The UK health technology assessment agency has approved Halaven (eribulin) for routine treatment of patients with locally advanced or metastatic breast cancer that has spread after two prior chemotherapy regimens.
The decision to approve the drug was based upon new evidence that the drug could display substantial benefits over standard treatment, said NICE, including data showing that the drug can extend life by around three months compared with physician’s treatment of choice and quality-of-life data from a study comparing Eisai’s drug to capecitabine.
“This new evidence, together with the discount available through the patient access scheme, enabled the appraisal committee to conclude that eribulin represents good value for money,” said Prof Carole Longson, director of the centre for health technology evaluation at the agency.

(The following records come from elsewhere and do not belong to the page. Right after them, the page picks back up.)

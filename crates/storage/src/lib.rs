// MODULE DECLARATIONS
// These files exist internally but we decide what to expose below.
mod error;
mod schema;
mod store;
mod tuple;

// PUBLIC API EXPORTS
// Index and table crates reach rows only through these.
pub use error::{StorageError, StorageResult};
pub use schema::{ColumnDef, ColumnType, MAX_VARCHAR_LENGTH, TupleSchema};
pub use store::{Relocation, RowStore};
pub use tuple::{ADDRESS_SIZE, Tuple, TupleAddress, VARCHAR_NULL_FLAG, Value};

Halaven is one of Eisai’s key growth products, accounting for 18.6bn yen ($181m) in sales in the first half of this fiscal year. The Japanese drugmaker has picked up approvals for the drug in the US, Japan and EU this year for the second-line treatment of soft tissue sarcoma, and has filed the drug for metastatic breast cancer in China.
Gary Hendler, chief executive of Eisai Europe, said the decision means that “after years of uncertainty for patients and poor management of the Cancer Drugs Fund, people with locally advanced or metastatic breast cancer in England will finally now have routine access to eribulin”.

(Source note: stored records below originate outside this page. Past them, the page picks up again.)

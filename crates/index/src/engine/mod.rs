//! Backing engines: byte-keyed maps whose values are runs of 8-byte
//! address slots.

mod hash;
mod tree;

pub use hash::HashTable;
pub use tree::OrderedTree;

use std::ops::Bound;

use storage::{ADDRESS_SIZE, TupleAddress};

/// Point operations every backing engine offers.
pub trait MapEngine: Send + Sync {
    /// Inserts a single-address entry; false if the key is present.
    fn put(&self, key: &[u8], address: TupleAddress) -> bool;
    /// Appends an address to the key's run; false if that exact pair exists.
    fn put_duplicate(&self, key: &[u8], address: TupleAddress) -> bool;
    /// Removes the key with its whole run.
    fn remove(&self, key: &[u8]) -> bool;
    /// Removes one address from the key's run, dropping the key once empty.
    fn remove_value(&self, key: &[u8], address: TupleAddress) -> bool;
    /// Overwrites the value of a present key with a single address.
    fn update(&self, key: &[u8], address: TupleAddress) -> bool;
    /// Swaps one address inside the key's run.
    fn replace_value(&self, key: &[u8], old: TupleAddress, new: TupleAddress) -> bool;
    /// Owned copy of the key's run.
    fn get(&self, key: &[u8]) -> Option<Vec<u8>>;
    fn contains(&self, key: &[u8]) -> bool;
    fn key_count(&self) -> usize;
    fn memory_consumption(&self) -> usize;
}

/// Engines that can also position at a key bound in byte order.
pub trait OrderedEngine: MapEngine {
    /// First entry at or after `bound`.
    fn first_from(&self, bound: Bound<&[u8]>) -> Option<(Vec<u8>, Vec<u8>)>;
}

/// Forward-only engine cursor.
///
/// Holds the lower bound of the next fetch rather than a live iterator, so it
/// never borrows the engine between calls.
#[derive(Debug, Clone, Default)]
pub struct EngineCursor {
    next: Option<Bound<Vec<u8>>>,
}

impl EngineCursor {
    pub fn new(bound: Bound<Vec<u8>>) -> Self {
        Self { next: Some(bound) }
    }

    pub fn exhausted() -> Self {
        Self { next: None }
    }

    /// Cursor that resumes just after `key`.
    pub fn after(key: &[u8]) -> Self {
        Self::new(Bound::Excluded(key.to_vec()))
    }

    pub fn is_exhausted(&self) -> bool {
        self.next.is_none()
    }

    /// Returns the next (key, run) pair and moves past it.
    pub fn advance<E: OrderedEngine + ?Sized>(&mut self, engine: &E) -> Option<(Vec<u8>, Vec<u8>)> {
        let bound = self.next.take()?;
        let (key, run) = engine.first_from(bound.as_ref().map(Vec::as_slice))?;
        self.next = Some(Bound::Excluded(key.clone()));
        Some((key, run))
    }
}

/// Byte offset of `address` inside a run.
pub(crate) fn slot_offset(run: &[u8], address: TupleAddress) -> Option<usize> {
    let needle = address.to_bytes();
    run.chunks_exact(ADDRESS_SIZE)
        .position(|slot| slot == needle)
        .map(|slot| slot * ADDRESS_SIZE)
}

/// Addresses held in a run, in slot order.
pub fn decode_run(run: &[u8]) -> impl Iterator<Item = TupleAddress> + '_ {
    run.chunks_exact(ADDRESS_SIZE)
        .filter_map(TupleAddress::from_bytes)
}

// Rough per-structure and per-entry bookkeeping sizes for memory estimates.
pub(crate) const ENGINE_BASE_OVERHEAD: usize = 64;
pub(crate) const ENTRY_OVERHEAD: usize = 48;

pub(crate) fn entry_footprint(key: &[u8], run: &[u8]) -> usize {
    ENTRY_OVERHEAD + key.len() + run.len()
}

#[cfg(test)]
mod tests {
    use super::*;

    fn addr(n: u64) -> TupleAddress {
        TupleAddress(n)
    }

    fn engines() -> Vec<Box<dyn MapEngine>> {
        vec![Box::new(OrderedTree::new()), Box::new(HashTable::new())]
    }

    #[test]
    fn unique_put_rejects_present_key() {
        for engine in engines() {
            assert!(engine.put(b"k1", addr(1)));
            assert!(!engine.put(b"k1", addr(2)));
            assert_eq!(engine.get(b"k1"), Some(addr(1).to_bytes().to_vec()));
            assert_eq!(engine.key_count(), 1);
        }
    }

    #[test]
    fn duplicate_runs_grow_and_shrink() {
        for engine in engines() {
            assert!(engine.put_duplicate(b"k", addr(1)));
            assert!(engine.put_duplicate(b"k", addr(2)));
            assert!(!engine.put_duplicate(b"k", addr(2)));
            assert!(engine.put_duplicate(b"k", addr(3)));
            let run = engine.get(b"k").unwrap();
            assert_eq!(decode_run(&run).collect::<Vec<_>>(), vec![addr(1), addr(2), addr(3)]);

            assert!(engine.remove_value(b"k", addr(2)));
            assert!(!engine.remove_value(b"k", addr(2)));
            let run = engine.get(b"k").unwrap();
            assert_eq!(decode_run(&run).collect::<Vec<_>>(), vec![addr(1), addr(3)]);

            assert!(engine.remove_value(b"k", addr(1)));
            assert!(engine.remove_value(b"k", addr(3)));
            assert!(!engine.contains(b"k"));
            assert_eq!(engine.key_count(), 0);
        }
    }

    #[test]
    fn address_swaps() {
        for engine in engines() {
            assert!(engine.put(b"u", addr(1)));
            assert!(engine.update(b"u", addr(9)));
            assert!(!engine.update(b"missing", addr(9)));
            assert_eq!(decode_run(&engine.get(b"u").unwrap()).collect::<Vec<_>>(), vec![addr(9)]);

            assert!(engine.put_duplicate(b"m", addr(1)));
            assert!(engine.put_duplicate(b"m", addr(2)));
            assert!(engine.replace_value(b"m", addr(1), addr(5)));
            assert!(!engine.replace_value(b"m", addr(1), addr(6)));
            assert_eq!(
                decode_run(&engine.get(b"m").unwrap()).collect::<Vec<_>>(),
                vec![addr(5), addr(2)]
            );
        }
    }

    #[test]
    fn memory_tracks_contents() {
        for engine in engines() {
            let empty = engine.memory_consumption();
            assert!(empty > 0);
            engine.put_duplicate(b"abc", addr(1));
            engine.put_duplicate(b"abc", addr(2));
            assert!(engine.memory_consumption() > empty);
            engine.remove(b"abc");
            assert_eq!(engine.memory_consumption(), empty);
        }
    }

    #[test]
    fn cursor_walks_keys_in_order() {
        let tree = OrderedTree::new();
        for (i, key) in [b"b", b"d", b"a", b"c"].iter().enumerate() {
            tree.put(*key, addr(i as u64 + 1));
        }
        let mut cursor = EngineCursor::new(Bound::Included(b"b".to_vec()));
        let mut keys = Vec::new();
        while let Some((key, _)) = cursor.advance(&tree) {
            keys.push(key);
        }
        assert_eq!(keys, vec![b"b".to_vec(), b"c".to_vec(), b"d".to_vec()]);
        assert!(cursor.is_exhausted());
        assert!(cursor.advance(&tree).is_none());

        let mut after = EngineCursor::after(b"d");
        assert!(after.advance(&tree).is_none());
    }
}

The drug was approved in 2011 and Hendler said that in the interim Eisai has shown “great flexibility in pricing to maintain patient access to eribulin both in the CDF and with NICE”.
The company “would like the same opportunity to enable access to our newer cancer drug lenvatinib for radioiodine refractory differentiated thyroid cancer patients, however so far an unacceptable process has again taken precedence over patients,” he commented.
NICE is in the process of re-evaluating all the drugs covered by the CDF to ensure they meet cost-effectiveness targets.